WHAT THE EXERCISE ASKS — The word "editor": say how many lines of the data below contain it, and give the number alone.

Collected data entries —
"""

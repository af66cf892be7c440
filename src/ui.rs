use crate::models::{BlockView, Priority, Theme};

pub fn render_index(date: &str, theme: Theme, blocks: &[BlockView]) -> String {
    let rendered: String = blocks.iter().map(render_block).collect();
    INDEX_HTML
        .replace("{{THEME}}", theme.as_str())
        .replace("{{DARK}}", &(theme == Theme::Dark).to_string())
        .replace("{{DATE}}", &escape_html(date))
        .replace("{{BLOCKS}}", &rendered)
}

fn render_block(block: &BlockView) -> String {
    let options: String = Priority::ALL
        .iter()
        .map(|priority| {
            let selected = if *priority == block.priority { " selected" } else { "" };
            format!(
                r#"<option value="{value}"{selected}>Priority: {label}</option>"#,
                value = priority.as_str(),
                label = priority.label(),
            )
        })
        .collect();

    BLOCK_HTML
        .replace("{{HOUR}}", &block.hour.to_string())
        .replace("{{STATE_CLASS}}", block.state.css_class())
        .replace("{{LABEL}}", &escape_html(&block.label))
        .replace("{{PRIORITY}}", block.priority.as_str())
        .replace("{{PRIORITY_LABEL}}", block.priority.label())
        .replace("{{OPTIONS}}", &options)
        .replace("{{TEXT}}", &escape_html(&block.text))
}

fn escape_html(value: &str) -> String {
    let mut escaped = String::with_capacity(value.len());
    for ch in value.chars() {
        match ch {
            '&' => escaped.push_str("&amp;"),
            '<' => escaped.push_str("&lt;"),
            '>' => escaped.push_str("&gt;"),
            '"' => escaped.push_str("&quot;"),
            '\'' => escaped.push_str("&#39;"),
            _ => escaped.push(ch),
        }
    }
    escaped
}

// {{TEXT}} is substituted last so user text cannot inject placeholders.
const BLOCK_HTML: &str = r#"
      <form class="timeblock {{STATE_CLASS}}" data-hour="{{HOUR}}" method="post" action="/hours/{{HOUR}}">
        <div class="time">{{LABEL}}</div>
        <textarea class="editor" name="text" rows="2" placeholder="Add a task…">{{TEXT}}</textarea>
        <div class="controls">
          <select class="select" name="priority" aria-label="Priority for {{LABEL}}">{{OPTIONS}}</select>
          <span class="priority priority-{{PRIORITY}}">{{PRIORITY_LABEL}}</span>
        </div>
        <button class="save" type="submit" aria-label="Save task for {{LABEL}}">Save</button>
      </form>"#;

const INDEX_HTML: &str = r#"<!DOCTYPE html>
<html lang="en" data-theme="{{THEME}}">
<head>
  <meta charset="UTF-8" />
  <meta name="viewport" content="width=device-width, initial-scale=1.0" />
  <title>Work Day Scheduler</title>
  <style>
    :root {
      --bg: #f6f4ef;
      --card: #ffffff;
      --ink: #25231f;
      --muted: #77716a;
      --line: rgba(37, 35, 31, 0.1);
      --past: #e4e1db;
      --present: #ffd8cc;
      --future: #d6ecd9;
      --accent: #ff6b4a;
      --shadow: 0 18px 40px rgba(37, 35, 31, 0.12);
    }

    [data-theme="dark"] {
      --bg: #17181b;
      --card: #212328;
      --ink: #ecebe8;
      --muted: #9c988f;
      --line: rgba(236, 235, 232, 0.1);
      --past: #2b2d31;
      --present: #5a3328;
      --future: #24402b;
      --shadow: 0 18px 40px rgba(0, 0, 0, 0.4);
    }

    * {
      box-sizing: border-box;
    }

    body {
      margin: 0;
      min-height: 100vh;
      background: var(--bg);
      color: var(--ink);
      font-family: "Trebuchet MS", sans-serif;
      padding: 32px 18px 48px;
    }

    .app {
      width: min(860px, 100%);
      margin: 0 auto;
      display: grid;
      gap: 20px;
    }

    header {
      display: flex;
      flex-wrap: wrap;
      justify-content: space-between;
      align-items: end;
      gap: 12px;
    }

    h1 {
      margin: 0;
      font-size: clamp(1.8rem, 4vw, 2.4rem);
    }

    .subtitle {
      margin: 4px 0 0;
      color: var(--muted);
    }

    .toolbar {
      display: flex;
      gap: 8px;
    }

    button {
      appearance: none;
      border: 1px solid var(--line);
      border-radius: 999px;
      padding: 10px 16px;
      font-weight: 600;
      cursor: pointer;
      background: var(--card);
      color: var(--ink);
    }

    #schedule {
      position: relative;
      display: grid;
      gap: 10px;
    }

    #nowLine {
      position: absolute;
      left: 0;
      right: 0;
      top: 0;
      height: 2px;
      background: var(--accent);
      transform: translateY(-9999px);
      pointer-events: none;
      z-index: 2;
    }

    .timeblock {
      display: grid;
      grid-template-columns: 90px 1fr auto auto;
      align-items: center;
      gap: 12px;
      padding: 12px;
      border-radius: 16px;
      box-shadow: var(--shadow);
      margin: 0;
    }

    .block-past { background: var(--past); }
    .block-present { background: var(--present); }
    .block-future { background: var(--future); }

    .time {
      font-weight: 600;
    }

    .editor {
      width: 100%;
      resize: vertical;
      border: 1px solid var(--line);
      border-radius: 10px;
      padding: 8px;
      font: inherit;
      background: var(--card);
      color: var(--ink);
    }

    .controls {
      display: grid;
      gap: 6px;
      justify-items: start;
    }

    .select {
      font: inherit;
      border-radius: 8px;
      padding: 4px;
    }

    .priority {
      font-size: 0.8rem;
      padding: 2px 10px;
      border-radius: 999px;
    }

    .priority-low { background: #cfe6d4; color: #1f5131; }
    .priority-medium { background: #fbe3b0; color: #6b4b07; }
    .priority-high { background: #f8c2b4; color: #7a2412; }

    .status {
      min-height: 1.2em;
      color: var(--muted);
    }

    #toast {
      position: fixed;
      bottom: 24px;
      left: 50%;
      transform: translate(-50%, 40px);
      opacity: 0;
      background: var(--ink);
      color: var(--bg);
      padding: 10px 18px;
      border-radius: 999px;
      transition: opacity 150ms ease, transform 150ms ease;
    }

    #toast.show {
      opacity: 1;
      transform: translate(-50%, 0);
    }

    @media (max-width: 600px) {
      .timeblock {
        grid-template-columns: 1fr;
      }
    }
  </style>
</head>
<body>
  <main class="app">
    <header>
      <div>
        <h1>Work Day Scheduler</h1>
        <p class="subtitle" id="currentDay">{{DATE}}</p>
      </div>
      <div class="toolbar">
        <button id="themeToggle" type="button" aria-pressed="{{DARK}}">Toggle theme</button>
        <button id="clearDay" type="button">Clear day</button>
      </div>
    </header>

    <div class="status" id="status"></div>

    <section id="schedule">
      <div id="nowLine"></div>{{BLOCKS}}
    </section>
  </main>
  <div id="toast" role="status"></div>

  <script>
    const scheduleEl = document.getElementById('schedule');
    const nowLine = document.getElementById('nowLine');
    const statusEl = document.getElementById('status');
    const toastEl = document.getElementById('toast');
    const themeToggle = document.getElementById('themeToggle');
    const clearDay = document.getElementById('clearDay');

    let toastTimer = null;
    const showToast = (message) => {
      toastEl.textContent = message;
      toastEl.classList.add('show');
      clearTimeout(toastTimer);
      toastTimer = setTimeout(() => toastEl.classList.remove('show'), 1300);
    };

    const setStatus = (message) => {
      statusEl.textContent = message || '';
    };

    const priorityLabel = (value) =>
      value === 'high' ? 'High' : value === 'medium' ? 'Medium' : 'Low';

    const paintPill = (block, priority) => {
      const pill = block.querySelector('.priority');
      pill.className = `priority priority-${priority}`;
      pill.textContent = priorityLabel(priority);
    };

    const saveBlock = async (block) => {
      const hour = block.dataset.hour;
      const text = block.querySelector('.editor').value;
      const priority = block.querySelector('.select').value;
      const res = await fetch(`/api/hours/${hour}`, {
        method: 'POST',
        headers: { 'content-type': 'application/json' },
        body: JSON.stringify({ text, priority })
      });
      if (!res.ok) {
        throw new Error((await res.text()) || 'Save failed');
      }
      const data = await res.json();
      block.querySelector('.editor').value = data.block.text;
      setStatus(`${data.status}.`);
      showToast(data.status);
    };

    const report = (err) => setStatus(err.message);

    const applyBlocks = (blocks) => {
      blocks.forEach((item) => {
        const block = scheduleEl.querySelector(`.timeblock[data-hour="${item.hour}"]`);
        if (!block) {
          return;
        }
        block.querySelector('.editor').value = item.text;
        block.querySelector('.select').value = item.priority;
        paintPill(block, item.priority);
      });
    };

    const placeNowLine = (now) => {
      if (!now) {
        nowLine.style.transform = 'translateY(-9999px)';
        return;
      }
      const block = scheduleEl.querySelector(`.timeblock[data-hour="${now.hour}"]`);
      if (!block) {
        return;
      }
      const rect = block.getBoundingClientRect();
      const scheduleRect = scheduleEl.getBoundingClientRect();
      const y = rect.top - scheduleRect.top + rect.height * now.fraction;
      nowLine.style.transform = `translateY(${Math.max(0, y)}px)`;
    };

    const tick = async () => {
      const res = await fetch('/api/now');
      if (!res.ok) {
        throw new Error('Unable to read the clock');
      }
      const data = await res.json();
      data.hours.forEach((item) => {
        const block = scheduleEl.querySelector(`.timeblock[data-hour="${item.hour}"]`);
        if (!block) {
          return;
        }
        block.classList.remove('block-past', 'block-present', 'block-future');
        block.classList.add(`block-${item.state}`);
      });
      placeNowLine(data.now);
      return data;
    };

    scheduleEl.querySelectorAll('.timeblock').forEach((block) => {
      const editor = block.querySelector('.editor');
      const select = block.querySelector('.select');

      block.addEventListener('submit', (event) => {
        event.preventDefault();
        saveBlock(block).catch(report);
      });

      editor.addEventListener('blur', () => saveBlock(block).catch(report));

      editor.addEventListener('keydown', (event) => {
        if ((event.metaKey || event.ctrlKey) && event.key === 'Enter') {
          event.preventDefault();
          editor.blur();
        }
      });

      select.addEventListener('change', () => {
        paintPill(block, select.value);
        saveBlock(block).catch(report);
      });
    });

    clearDay.addEventListener('click', async () => {
      const confirm = window.confirm('Clear all tasks for today?');
      try {
        const res = await fetch('/api/clear', {
          method: 'POST',
          headers: { 'content-type': 'application/json' },
          body: JSON.stringify({ confirm })
        });
        if (!res.ok) {
          throw new Error('Clear failed');
        }
        const data = await res.json();
        if (!data.cleared) {
          return;
        }
        applyBlocks(data.blocks);
        setStatus(`${data.status}.`);
        showToast(data.status);
        tick().catch(report);
      } catch (err) {
        report(err);
      }
    });

    themeToggle.addEventListener('click', async () => {
      try {
        const res = await fetch('/api/theme/toggle', { method: 'POST' });
        if (!res.ok) {
          throw new Error('Theme change failed');
        }
        const data = await res.json();
        document.documentElement.setAttribute('data-theme', data.theme);
        themeToggle.setAttribute('aria-pressed', String(data.theme === 'dark'));
        showToast(data.status);
      } catch (err) {
        report(err);
      }
    });

    tick()
      .then((data) => {
        if (data.focus_hour === null) {
          return;
        }
        setTimeout(() => {
          const block = scheduleEl.querySelector(`.timeblock[data-hour="${data.focus_hour}"]`);
          if (block) {
            block.scrollIntoView({ block: 'center', behavior: 'smooth' });
          }
        }, 250);
      })
      .catch(report);

    setInterval(() => tick().catch(report), 60000);
  </script>
</body>
</html>
"#;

"""

TASK SOLUTION — 9